Rivian patented a “tank turn” in 2019. Toyota did the same in 2020. Ford Authority found that Ford did the same in 2020, a few months after Toyota. In an application published this month called “Methods and Devices for Performing a Refueling,” Ford engineers describe counterclockwise and clockwise rotating tanks with a vehicle with two electric motors, while Ford does not yet have EVs with more than two engines. Rivian, who arguably started it all, showed their refueling in relation to the quad-motor R1T pickup and R1S SUV, where any wheel could be applied to turn the truck into place. Rivian hasn’t introduced the feature to its vehicles yet, so it’s possible that another maker will beat the startup into the market.

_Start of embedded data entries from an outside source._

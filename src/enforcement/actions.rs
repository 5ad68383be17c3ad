use crate::error::{EngineError, EngineResult};
use crate::scoring::RiskTier;
use chrono::{DateTime, Utc};
use serde::{Deserialize, Serialize};
use sqlx::{Row, SqlitePool};
use uuid::Uuid;

/// Enforcement ladder, ordered from least to most severe. Escalation
/// moves one rung at a time; a permanent ban is never applied by the
/// engine itself, only recommended for human review.
#[derive(Debug, Clone, Copy, PartialEq, Eq, PartialOrd, Ord, Serialize, Deserialize)]
#[serde(rename_all = "snake_case")]
pub enum ActionType {
    SoftWarning,
    HardWarning,
    TemporaryRestriction,
    AccountSuspension,
    PermanentBan,
}

impl ActionType {
    pub fn as_str(&self) -> &'static str {
        match self {
            ActionType::SoftWarning => "soft_warning",
            ActionType::HardWarning => "hard_warning",
            ActionType::TemporaryRestriction => "temporary_restriction",
            ActionType::AccountSuspension => "account_suspension",
            ActionType::PermanentBan => "permanent_ban",
        }
    }

    pub fn from_str(s: &str) -> EngineResult<Self> {
        match s.to_lowercase().as_str() {
            "soft_warning" => Ok(ActionType::SoftWarning),
            "hard_warning" => Ok(ActionType::HardWarning),
            "temporary_restriction" => Ok(ActionType::TemporaryRestriction),
            "account_suspension" => Ok(ActionType::AccountSuspension),
            "permanent_ban" => Ok(ActionType::PermanentBan),
            _ => Err(EngineError::Validation(format!(
                "Invalid action type: {}",
                s
            ))),
        }
    }

    pub fn rank(&self) -> u8 {
        match self {
            ActionType::SoftWarning => 0,
            ActionType::HardWarning => 1,
            ActionType::TemporaryRestriction => 2,
            ActionType::AccountSuspension => 3,
            ActionType::PermanentBan => 4,
        }
    }

    /// The next rung the engine may escalate to. Suspension is the top of
    /// the automated ladder.
    pub fn next_step(&self) -> Option<ActionType> {
        match self {
            ActionType::SoftWarning => Some(ActionType::HardWarning),
            ActionType::HardWarning => Some(ActionType::TemporaryRestriction),
            ActionType::TemporaryRestriction => Some(ActionType::AccountSuspension),
            ActionType::AccountSuspension | ActionType::PermanentBan => None,
        }
    }
}

/// Why an action fired. Closed set so downstream tooling can rely on it.
#[derive(Debug, Clone, Copy, PartialEq, Eq, Serialize, Deserialize)]
#[serde(rename_all = "snake_case")]
pub enum ReasonCode {
    FirstOffense,
    RepeatOffense,
    SustainedEscalation,
    EvasionPattern,
    CriticalOverride,
    BanRecommended,
}

impl ReasonCode {
    pub fn as_str(&self) -> &'static str {
        match self {
            ReasonCode::FirstOffense => "first_offense",
            ReasonCode::RepeatOffense => "repeat_offense",
            ReasonCode::SustainedEscalation => "sustained_escalation",
            ReasonCode::EvasionPattern => "evasion_pattern",
            ReasonCode::CriticalOverride => "critical_override",
            ReasonCode::BanRecommended => "ban_recommended",
        }
    }

    pub fn from_str(s: &str) -> EngineResult<Self> {
        match s.to_lowercase().as_str() {
            "first_offense" => Ok(ReasonCode::FirstOffense),
            "repeat_offense" => Ok(ReasonCode::RepeatOffense),
            "sustained_escalation" => Ok(ReasonCode::SustainedEscalation),
            "evasion_pattern" => Ok(ReasonCode::EvasionPattern),
            "critical_override" => Ok(ReasonCode::CriticalOverride),
            "ban_recommended" => Ok(ReasonCode::BanRecommended),
            _ => Err(EngineError::Validation(format!(
                "Invalid reason code: {}",
                s
            ))),
        }
    }
}

#[derive(Debug, Clone, Serialize)]
pub struct EnforcementAction {
    pub id: String,
    pub user_id: String,
    pub action_type: ActionType,
    pub reason: String,
    pub reason_code: ReasonCode,
    pub triggering_signal_ids: Vec<String>,
    pub triggering_tier: RiskTier,
    pub triggering_score: f64,
    pub effective_until: Option<DateTime<Utc>>,
    pub created_by: String,
    pub created_at: DateTime<Utc>,
    pub reversed_at: Option<DateTime<Utc>>,
    pub reversed_by: Option<String>,
    pub reversal_reason: Option<String>,
}

impl EnforcementAction {
    /// Active means not reversed and not past its effective window.
    pub fn is_active(&self, now: DateTime<Utc>) -> bool {
        self.reversed_at.is_none()
            && self.effective_until.map(|until| until > now).unwrap_or(true)
    }
}

/// Fields supplied when recording an action.
#[derive(Debug, Clone, Deserialize)]
pub struct NewAction {
    pub user_id: String,
    pub action_type: ActionType,
    pub reason: String,
    pub reason_code: ReasonCode,
    #[serde(default)]
    pub triggering_signal_ids: Vec<String>,
    pub triggering_tier: RiskTier,
    pub triggering_score: f64,
    pub effective_until: Option<DateTime<Utc>>,
    pub created_by: String,
}

#[derive(Clone)]
pub struct ActionStore {
    db: SqlitePool,
}

impl ActionStore {
    pub fn new(db: SqlitePool) -> Self {
        Self { db }
    }

    /// Record an action. A permanent ban with a system author is a caller
    /// bug: the engine only ever recommends bans.
    pub async fn record(&self, new: NewAction) -> EngineResult<EnforcementAction> {
        let action = build_action(new)?;
        insert_action(&self.db, &action).await?;
        Ok(action)
    }

    pub async fn get(&self, id: &str) -> EngineResult<EnforcementAction> {
        let row = sqlx::query(
            r#"
            SELECT id, user_id, action_type, reason, reason_code,
                   triggering_signal_ids, triggering_tier, triggering_score,
                   effective_until, created_by, created_at, reversed_at,
                   reversed_by, reversal_reason
            FROM enforcement_actions WHERE id = ?
            "#,
        )
        .bind(id)
        .fetch_optional(&self.db)
        .await?
        .ok_or_else(|| EngineError::NotFound("Enforcement action not found".to_string()))?;

        parse_action(&row)
    }

    /// The user's current enforcement state: the most recent action that
    /// is neither reversed nor expired.
    pub async fn active_action(&self, user_id: &str) -> EngineResult<Option<EnforcementAction>> {
        let row = sqlx::query(
            r#"
            SELECT id, user_id, action_type, reason, reason_code,
                   triggering_signal_ids, triggering_tier, triggering_score,
                   effective_until, created_by, created_at, reversed_at,
                   reversed_by, reversal_reason
            FROM enforcement_actions
            WHERE user_id = ? AND reversed_at IS NULL
              AND (effective_until IS NULL OR effective_until > ?)
            ORDER BY created_at DESC
            LIMIT 1
            "#,
        )
        .bind(user_id)
        .bind(Utc::now().to_rfc3339())
        .fetch_optional(&self.db)
        .await?;

        row.map(|r| parse_action(&r)).transpose()
    }

    pub async fn history(&self, user_id: &str, limit: i64) -> EngineResult<Vec<EnforcementAction>> {
        let rows = sqlx::query(
            r#"
            SELECT id, user_id, action_type, reason, reason_code,
                   triggering_signal_ids, triggering_tier, triggering_score,
                   effective_until, created_by, created_at, reversed_at,
                   reversed_by, reversal_reason
            FROM enforcement_actions
            WHERE user_id = ?
            ORDER BY created_at DESC
            LIMIT ?
            "#,
        )
        .bind(user_id)
        .bind(limit)
        .fetch_all(&self.db)
        .await?;

        let mut actions = Vec::with_capacity(rows.len());
        for row in rows {
            actions.push(parse_action(&row)?);
        }
        Ok(actions)
    }

    /// Count of non-reversed actions ever taken against the user, used to
    /// pick between first-offense and repeat-offense reason codes.
    pub async fn prior_count(&self, user_id: &str) -> EngineResult<i64> {
        let row = sqlx::query(
            "SELECT COUNT(*) AS n FROM enforcement_actions WHERE user_id = ? AND reversed_at IS NULL",
        )
        .bind(user_id)
        .fetch_one(&self.db)
        .await?;
        Ok(row.try_get("n")?)
    }

    /// Reverse an action. The reversed guard in the WHERE clause makes
    /// double reversal impossible even under concurrent calls.
    pub async fn reverse(
        &self,
        id: &str,
        actor: &str,
        reason: &str,
    ) -> EngineResult<EnforcementAction> {
        let result = reverse_action(&self.db, id, actor, reason, Utc::now()).await?;
        if result == 0 {
            // Distinguish a missing action from one already reversed.
            return match self.get(id).await {
                Ok(_) => Err(EngineError::Conflict(
                    "Action is already reversed".to_string(),
                )),
                Err(e) => Err(e),
            };
        }
        self.get(id).await
    }
}

pub(crate) fn build_action(new: NewAction) -> EngineResult<EnforcementAction> {
    if new.user_id.is_empty() {
        return Err(EngineError::Validation("user_id is required".to_string()));
    }
    if new.reason.is_empty() {
        return Err(EngineError::Validation("reason is required".to_string()));
    }
    if new.action_type == ActionType::PermanentBan && new.created_by == "system" {
        return Err(EngineError::PolicyViolation(
            "permanent_ban cannot be applied automatically".to_string(),
        ));
    }

    let now = Utc::now();
    Ok(EnforcementAction {
        id: Uuid::new_v4().to_string(),
        user_id: new.user_id,
        action_type: new.action_type,
        reason: new.reason,
        reason_code: new.reason_code,
        triggering_signal_ids: new.triggering_signal_ids,
        triggering_tier: new.triggering_tier,
        triggering_score: new.triggering_score,
        effective_until: new.effective_until,
        created_by: new.created_by,
        created_at: now,
        reversed_at: None,
        reversed_by: None,
        reversal_reason: None,
    })
}

pub(crate) async fn insert_action<'a>(
    executor: impl sqlx::SqliteExecutor<'a>,
    action: &EnforcementAction,
) -> EngineResult<()> {
    sqlx::query(
        r#"
        INSERT INTO enforcement_actions
        (id, user_id, action_type, reason, reason_code, triggering_signal_ids,
         triggering_tier, triggering_score, effective_until, created_by,
         created_at)
        VALUES (?, ?, ?, ?, ?, ?, ?, ?, ?, ?, ?)
        "#,
    )
    .bind(&action.id)
    .bind(&action.user_id)
    .bind(action.action_type.as_str())
    .bind(&action.reason)
    .bind(action.reason_code.as_str())
    .bind(serde_json::to_string(&action.triggering_signal_ids)?)
    .bind(action.triggering_tier.as_str())
    .bind(action.triggering_score)
    .bind(action.effective_until.map(|t| t.to_rfc3339()))
    .bind(&action.created_by)
    .bind(action.created_at.to_rfc3339())
    .execute(executor)
    .await?;
    Ok(())
}

/// Guarded reversal, usable inside a transaction. Returns rows affected;
/// 0 means the action was missing or already reversed.
pub(crate) async fn reverse_action<'a>(
    executor: impl sqlx::SqliteExecutor<'a>,
    id: &str,
    actor: &str,
    reason: &str,
    now: DateTime<Utc>,
) -> EngineResult<u64> {
    let result = sqlx::query(
        r#"
        UPDATE enforcement_actions
        SET reversed_at = ?, reversed_by = ?, reversal_reason = ?
        WHERE id = ? AND reversed_at IS NULL
        "#,
    )
    .bind(now.to_rfc3339())
    .bind(actor)
    .bind(reason)
    .bind(id)
    .execute(executor)
    .await?;
    Ok(result.rows_affected())
}

pub(crate) fn parse_action(row: &sqlx::sqlite::SqliteRow) -> EngineResult<EnforcementAction> {
    let action_type_str: String = row.try_get("action_type")?;
    let reason_code_str: String = row.try_get("reason_code")?;
    let tier_str: String = row.try_get("triggering_tier")?;

    let signal_ids_str: String = row.try_get("triggering_signal_ids")?;
    let triggering_signal_ids: Vec<String> =
        serde_json::from_str(&signal_ids_str).unwrap_or_default();

    let parse_opt_ts = |value: Option<String>| -> EngineResult<Option<DateTime<Utc>>> {
        match value {
            Some(s) => Ok(Some(
                DateTime::parse_from_rfc3339(&s)
                    .map_err(|e| EngineError::Internal(format!("Invalid timestamp: {}", e)))?
                    .with_timezone(&Utc),
            )),
            None => Ok(None),
        }
    };

    let created_at_str: String = row.try_get("created_at")?;
    let created_at = DateTime::parse_from_rfc3339(&created_at_str)
        .map_err(|e| EngineError::Internal(format!("Invalid timestamp: {}", e)))?
        .with_timezone(&Utc);

    Ok(EnforcementAction {
        id: row.try_get("id")?,
        user_id: row.try_get("user_id")?,
        action_type: ActionType::from_str(&action_type_str)?,
        reason: row.try_get("reason")?,
        reason_code: ReasonCode::from_str(&reason_code_str)?,
        triggering_signal_ids,
        triggering_tier: RiskTier::from_str(&tier_str)?,
        triggering_score: row.try_get("triggering_score")?,
        effective_until: parse_opt_ts(row.try_get("effective_until")?)?,
        created_by: row.try_get("created_by")?,
        created_at,
        reversed_at: parse_opt_ts(row.try_get("reversed_at")?)?,
        reversed_by: row.try_get("reversed_by")?,
        reversal_reason: row.try_get("reversal_reason")?,
    })
}

#[cfg(test)]
pub(crate) async fn create_action_table(db: &SqlitePool) {
    sqlx::query(
        r#"
        CREATE TABLE enforcement_actions (
            id TEXT PRIMARY KEY,
            user_id TEXT NOT NULL,
            action_type TEXT NOT NULL,
            reason TEXT NOT NULL,
            reason_code TEXT NOT NULL,
            triggering_signal_ids TEXT NOT NULL DEFAULT '[]',
            triggering_tier TEXT NOT NULL,
            triggering_score REAL NOT NULL DEFAULT 0,
            effective_until TEXT,
            created_by TEXT NOT NULL DEFAULT 'system',
            created_at TEXT NOT NULL,
            reversed_at TEXT,
            reversed_by TEXT,
            reversal_reason TEXT
        )
        "#,
    )
    .execute(db)
    .await
    .unwrap();
}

Ford’s method drives one wheel on each axle, using the brakes to hold the other wheel. To make a clockwise turn, the left front wheel turns forward, the right rear wheel turns backwards, the other two wheels are braked. An airbag suspension is also brought into play to reduce the spring load on the wheels that spin during the maneuver. Think of this technique as a more complex evolution of Ford Bronco’s Trail Turn Assist feature that locks the inner rear wheel during a turn to reduce the turning circle. By adding electric motors and another brake to turn a vehicle in a skid-steer loader, Ford’s method, like Rivian’s, is best limited to loose surfaces. The patent explains that the vehicle must approve the maneuver.
That’s not all Ford either. Another patent application published earlier this month shows a version of the GMC Hummer’s crab walk, but adds the option of the wheels on each axle pointing toward each other (extremely inward) or away from each other (extremely outward). And there was another patent application for four-wheel steering on a Super Duty that involved no electric motors, just axles with Ackermann geometry. Rotational gymnastics becomes another battleground for EVs and Ford’s busy ammunition.